The above example is our first important case of known interval estimators, so let's summarize what we have shown:
Assumptions: A random sample $X_1$, $X_2$, $X_3$, $...$, $X_n$ is given from a distribution with known variance $\textrm{Var}(X_i)=\sigma^2<\infty$; $n$ is large.
Parameter to be Estimated: $\theta=EX_i$.
Confidence Interval: $\left[\overline{X}- z_{\frac{\alpha}{2}} \frac{\sigma}{\sqrt{n}} , \overline{X}+ z_{\frac{\alpha}{2}} \frac{\sigma}{\sqrt{n}}\right]$ is approximately a $(1-\alpha)100\%$ confidence interval for $\theta$.
Note that to obtain the above interval, we used the CLT. Thus, what we found is an approximate confidence interval. Nevertheless, for large $n$, the approximation is very good.
An engineer is measuring a quantity $\theta$. It is assumed that there is a random error in each measurement, so the engineer will take $n$ measurements and report the average of the measurements as the estimated value of $\theta$. Here, $n$ is assumed to be large enough so that the central limit theorem applies. If $X_i$ is the value that is obtained in the $i$th measurement, we assume that \begin{align}%\label{} X_i=\theta+W_i, \end{align} where $W_i$ is the error in the $i$th measurement. We assume that the $W_i$'s are i.i.d. with $EW_i=0$ and $\textrm{Var}(W_i)=4$ square units. The engineer reports the average of the measurements \begin{align}%\label{} \overline{X}=\frac{X_1+X_2+...+X_n}{n}. \end{align} How many measurements does the engineer need to make until he is $90\%$ sure that the final error is less than $0.25$ units? In other words, what should the value of $n$ be such that \begin{equation} P\big(\theta-0.25 \leq \overline{X} \leq \theta+0.25\big) \geq .90 \, ? \end{equation}
- Solution
Note that, here, the $X_i$'s are i.i.d. with mean
and variance
Thus, we can restate the problem using our confidence interval terminology: "Let $X_1$, $X_2$, $X_3$, $...$, $X_n$ be a random sample from a distribution with known variance $\textrm{Var}(X_i)=\sigma^2=4$. How large $n$ should be so that the interval
\big[\overline{X}-0.25, \overline{X}+0.25\big]

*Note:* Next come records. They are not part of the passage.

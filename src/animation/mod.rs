pub mod blink;
pub mod easing;

use std::collections::HashMap;
use std::time::{Duration, Instant};

/// Identifies different animations that can be active
#[derive(Debug, Clone, Copy, PartialEq, Eq, Hash)]
pub enum AnimationId {
    /// Ring fill played while the cook cycle is starting
    RingFill,
    /// Tick length transition into or out of the active state
    Scaling,
    /// Boundary feedback blinks
    Flash,
    /// Seamless trail cross-fade after a direction change
    TrailFlip,
    /// Animated trail shrinking back to the current tick
    TrailCatchUp,
}

/// One running animation: a start time and how long it lasts
#[derive(Debug, Clone, Copy, PartialEq, Eq)]
pub struct Tween {
    pub started_at: Instant,
    pub duration: Duration,
}

impl Tween {
    /// Linear progress in [0, 1] at `now`
    pub fn progress(&self, now: Instant) -> f64 {
        if self.duration.is_zero() {
            return 1.0;
        }
        let elapsed = now.saturating_duration_since(self.started_at);
        (elapsed.as_secs_f64() / self.duration.as_secs_f64()).clamp(0.0, 1.0)
    }

    pub fn is_done(&self, now: Instant) -> bool {
        self.progress(now) >= 1.0
    }
}

/// Tracks every in-flight animation of one dial.
///
/// Nothing reschedules itself: the host calls [`Animations::advance`] from
/// whatever timer it has and finished entries are dropped there. Starting an
/// animation that is already running supersedes it.
#[derive(Debug, Default)]
pub struct Animations {
    active: HashMap<AnimationId, Tween>,
}

impl Animations {
    pub fn new() -> Self {
        Self::default()
    }

    /// Start (or restart) an animation at `now`
    pub fn start(&mut self, id: AnimationId, now: Instant, duration: Duration) {
        self.active.insert(
            id,
            Tween {
                started_at: now,
                duration,
            },
        );
    }

    pub fn stop(&mut self, id: AnimationId) {
        self.active.remove(&id);
    }

    pub fn get(&self, id: AnimationId) -> Option<&Tween> {
        self.active.get(&id)
    }

    pub fn is_running(&self, id: AnimationId) -> bool {
        self.active.contains_key(&id)
    }

    /// Linear progress of a running animation, `None` when it is not running
    pub fn progress(&self, id: AnimationId, now: Instant) -> Option<f64> {
        self.active.get(&id).map(|t| t.progress(now))
    }

    /// Drop every animation whose progress reached 1.0 and report which ones finished
    pub fn advance(&mut self, now: Instant) -> Vec<AnimationId> {
        let finished: Vec<AnimationId> = self
            .active
            .iter()
            .filter(|(_, tween)| tween.is_done(now))
            .map(|(id, _)| *id)
            .collect();
        for id in &finished {
            self.active.remove(id);
        }
        finished
    }

    /// Check if any animation is currently running
    pub fn has_active_animation(&self) -> bool {
        !self.active.is_empty()
    }

    pub fn clear(&mut self) {
        self.active.clear();
    }
}

/// Linear interpolation
pub fn lerp(from: f64, to: f64, t: f64) -> f64 {
    from + (to - from) * t.clamp(0.0, 1.0)
}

is a $90 \%$ confidence interval for $\theta=EX_i$?"
By our discussion above, the $90 \%$ confidence interval for $\theta=EX_i$ is given by \begin{equation} \left[\overline{X}- z_{\frac{\alpha}{2}} \frac{\sigma}{\sqrt{n}} , \overline{X}+ z_{\frac{\alpha}{2}} \frac{\sigma}{\sqrt{n}}\right] \end{equation} Thus, we need \begin{equation} z_{\frac{\alpha}{2}} \frac{\sigma}{\sqrt{n}}=0.25, \end{equation} where $\sigma=2$, $\alpha=1-0.90=0.1$. In particular, \begin{align}%\label{} z_{\frac{\alpha}{2}}=z_{0.05}=\Phi^{-1}(1-0.05)=1.645 \end{align} Thus, we need to have \begin{equation} 1.645 \frac{2}{\sqrt{n}}=0.25 \end{equation} We conclude that $n \geq 174$ is sufficient.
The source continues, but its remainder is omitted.